Thank you everyone.    I find your responses very helpful and interesting.    For the $20 the seller wants I'll take the CI plate.   It will be a good learning experience if nothing else.


----------



## chuckorlando

It's flat, and will blue up a part I dont see the problem.  I bought my granite plate for the purpose of scraping above all else. Will it last? Long enough for what I need it for. 





Bill Gruby said:


> If this is an answer to my question, I have never and I mean Never seen a granite plate used for scraping. I spent my time scraping just like all apprentices do and it's done with cast iron plates. Granite would not stand up to the job for very long. Granite plates are INSPECTION PLATES.
> 
> "Billy G"


----------



## Bill Gruby

JPMacG said:


> Thank you everyone.    I find your responses very helpful and interesting.    For the $20 the seller wants I'll take the CI plate.   It will be a good learning experience if nothing else.

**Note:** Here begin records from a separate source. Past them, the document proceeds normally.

use std::collections::HashMap;

use async_trait::async_trait;
use book::{ListOptions, Recipe, RecipePatch, RecordId, User};
use chrono::{DateTime, Utc};
use redis::{AsyncCommands, Script, aio::ConnectionManager};
use tracing::{debug, warn};

use super::{OwnedMatch, RecipeFilter, RecipeStore, StoreError, UserStore};

pub const RECIPES_KEY: &str = "recipes";
pub const USERS_KEY: &str = "users";
pub const USERNAMES_KEY: &str = "users:username";

pub fn author_key(author: &RecordId) -> String {
    format!("{RECIPES_KEY}:author:{author}")
}

// KEYS: recipes, recipes:author:{author}
// ARGV: id, author, patch json, now millis
const UPDATE_OWNED: &str = r#"
local raw = redis.call('HGET', KEYS[1], ARGV[1])
if not raw then return false end
local doc = cjson.decode(raw)
if doc['author'] ~= ARGV[2] then return false end
for field, value in pairs(cjson.decode(ARGV[3])) do
    doc[field] = value
end
local now = tonumber(ARGV[4])
if now <= doc['updatedAt'] then now = doc['updatedAt'] + 1 end
doc['updatedAt'] = now
local encoded = cjson.encode(doc)
redis.call('HSET', KEYS[1], ARGV[1], encoded)
return encoded
"#;

// KEYS: recipes, recipes:author:{author}
// ARGV: id, author
const DELETE_OWNED: &str = r#"
local raw = redis.call('HGET', KEYS[1], ARGV[1])
if not raw then return 0 end
local doc = cjson.decode(raw)
if doc['author'] ~= ARGV[2] then return 0 end
redis.call('HDEL', KEYS[1], ARGV[1])
redis.call('SREM', KEYS[2], ARGV[1])
return 1
"#;

// KEYS: recipes, recipes:author:{author}
const FIND_BY_AUTHOR: &str = r#"
local docs = {}
for _, id in ipairs(redis.call('SMEMBERS', KEYS[2])) do
    local raw = redis.call('HGET', KEYS[1], id)
    if raw then table.insert(docs, raw) end
end
return docs
"#;

// KEYS: users, users:username
// ARGV: id, username, document
const INSERT_USER: &str = r#"
if redis.call('HSETNX', KEYS[2], ARGV[2], ARGV[1]) == 0 then return 0 end
redis.call('HSET', KEYS[1], ARGV[1], ARGV[3])
return 1
"#;

/// Document store over a shared [`ConnectionManager`]. Each call clones the
/// manager, which is a cheap handle onto the same multiplexed connection.
#[derive(Clone)]
pub struct RedisStore {
    connection: ConnectionManager,
}

impl RedisStore {
    pub fn new(connection: ConnectionManager) -> Self {
        Self { connection }
    }
}

fn decode_all<T: serde::de::DeserializeOwned>(raw: Vec<String>) -> Result<Vec<T>, StoreError> {
    raw.iter()
        .map(|doc| serde_json::from_str(doc).map_err(StoreError::from))
        .collect()
}

#[async_trait]
impl RecipeStore for RedisStore {
    async fn insert_recipe(&self, recipe: Recipe) -> Result<Recipe, StoreError> {
        let mut connection = self.connection.clone();
        let id = recipe.id.to_string();
        let document = serde_json::to_string(&recipe)?;

        let _: () = redis::pipe()
            .atomic()
            .hset(RECIPES_KEY, &id, document)
            .ignore()
            .sadd(author_key(&recipe.author), &id)
            .ignore()
            .query_async(&mut connection)
            .await?;

        debug!("Stored recipe {id}");

        Ok(recipe)
    }

    async fn find_recipes(
        &self,
        filter: RecipeFilter,
        options: ListOptions,
    ) -> Result<Vec<Recipe>, StoreError> {
        let mut connection = self.connection.clone();

        let raw: Vec<String> = match filter.author {
            Some(author) => {
                Script::new(FIND_BY_AUTHOR)
                    .key(RECIPES_KEY)
                    .key(author_key(&author))
                    .invoke_async(&mut connection)
                    .await?
            }
            None => {
                let all: HashMap<String, String> = connection.hgetall(RECIPES_KEY).await?;
                all.into_values().collect()
            }
        };

        let mut recipes: Vec<Recipe> = decode_all(raw)?;
        recipes.retain(|recipe| filter.matches(recipe));
        options.sort(&mut recipes);

        Ok(recipes)
    }

    async fn find_recipe(&self, id: &RecordId) -> Result<Option<Recipe>, StoreError> {
        let mut connection = self.connection.clone();

        let raw: Option<String> = connection.hget(RECIPES_KEY, id.to_string()).await?;

        Ok(raw.map(|doc| serde_json::from_str(&doc)).transpose()?)
    }

    async fn update_recipe(
        &self,
        owned: OwnedMatch,
        patch: &RecipePatch,
        now: DateTime<Utc>,
    ) -> Result<Option<Recipe>, StoreError> {
        let mut connection = self.connection.clone();

        let raw: Option<String> = Script::new(UPDATE_OWNED)
            .key(RECIPES_KEY)
            .key(author_key(&owned.author))
            .arg(owned.id.to_string())
            .arg(owned.author.to_string())
            .arg(serde_json::to_string(patch)?)
            .arg(now.timestamp_millis())
            .invoke_async(&mut connection)
            .await?;

        if raw.is_none() {
            debug!("No recipe {} owned by {}", owned.id, owned.author);
        }

        Ok(raw.map(|doc| serde_json::from_str(&doc)).transpose()?)
    }

    async fn delete_recipe(&self, owned: OwnedMatch) -> Result<u64, StoreError> {
        let mut connection = self.connection.clone();

        let deleted: u64 = Script::new(DELETE_OWNED)
            .key(RECIPES_KEY)
            .key(author_key(&owned.author))
            .arg(owned.id.to_string())
            .arg(owned.author.to_string())
            .invoke_async(&mut connection)
            .await?;

        Ok(deleted)
    }
}

#[async_trait]
impl UserStore for RedisStore {
    async fn insert_user(&self, user: User) -> Result<User, StoreError> {
        let mut connection = self.connection.clone();

        let inserted: u64 = Script::new(INSERT_USER)
            .key(USERS_KEY)
            .key(USERNAMES_KEY)
            .arg(user.id.to_string())
            .arg(&user.username)
            .arg(serde_json::to_string(&user)?)
            .invoke_async(&mut connection)
            .await?;

        if inserted == 0 {
            warn!("Username {} already taken", user.username);
            return Err(StoreError::DuplicateUsername(user.username));
        }

        Ok(user)
    }

    async fn find_user(&self, id: &RecordId) -> Result<Option<User>, StoreError> {
        let mut connection = self.connection.clone();

        let raw: Option<String> = connection.hget(USERS_KEY, id.to_string()).await?;

        Ok(raw.map(|doc| serde_json::from_str(&doc)).transpose()?)
    }

    async fn find_user_by_username(&self, username: &str) -> Result<Option<User>, StoreError> {
        let mut connection = self.connection.clone();

        let id: Option<String> = connection.hget(USERNAMES_KEY, username).await?;
        let Some(id) = id else {
            return Ok(None);
        };

        let raw: Option<String> = connection.hget(USERS_KEY, id).await?;

        Ok(raw.map(|doc| serde_json::from_str(&doc)).transpose()?)
    }
}
use std::path::PathBuf;

use clap::Parser;

#[derive(Parser, Debug)]
#[command(author, version, about)]
struct Args {
    /// JSON array of recipes
    file: PathBuf,

    /// Author of the loaded recipes, created when missing
    username: String,
}

#[tokio::main]
async fn main() -> anyhow::Result<()> {
    let args = Args::parse();

    seed::load_recipes(&args.file, &args.username).await
}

 If I had know it was only 20 bucks I would have saved you a lot of reading and just said go buy it. :lmao:


 Now that the OP has spoken on buying the Plate I bid you farewell. As for paying for something and not using it for the purpose it was made for, that's up to the owner.

 "Billy G"


----------



## Round in circles

LEEQ said:


> If you get the iron plate, it can easily be made flat, and providing it was properly manufactured so that it is stress free it won't warp or move. Unless temp differences are introduced. Even so, once temp is equalized, the plate will return to shape.  You are still left with the need to qualify it's degree of flatness though. A granite stone of  known quality can be used for this if used to show bearing and scraping the plate using it for reference. It's more expensive to repair surface would be preserved if used very sparingly, such as to bring the iron plate into shape for use during scraping, and setting up on for inspecting parts and tools. A trio of iron plates of the same size can be marked against each other and scraped as a set until all three are flat to the degree you need or are capable of making happen. I would probably get the iron plate knowing I would need to get something to check it against before I could use it. I couldn't resist buying it at a deal though.  As to Bill's observation, I wonder how the iron plates he used for marking bearing were scraped flat. What method is used to check the plates if not against a stone? Is the three plate method commonly used in scraping to preserve your granite surface? I'm always up for adding tricks to my mental toolbox) Ever curious.



I seem to recall from my apprenticeship lessons , that the once the webbed cast marking tables were precision ground with grinders they were then put face to face with another and then lapped flat ... as in ..... whetted with distilled water ,oscillated & moved in circular movements with the top plate being moved about over the bottom plate for a couple of days or so .  Apparently this gives you one of the greatest accuracies you can or could get at the time  and is much more accurate than scraping .  The tables were set on a rigid steel benches and very accurately leveled by using their adjustable feet with engineers/ machinists levels .  It was a fool who marked out with the plate without ever bothering to check to see if the plate was true level as some of the more childish apprentices seemed to delight at undoing one or more of the levelling screws for quite often the instructors would come along and say , "Now prove to me that your plate is supported level & true " 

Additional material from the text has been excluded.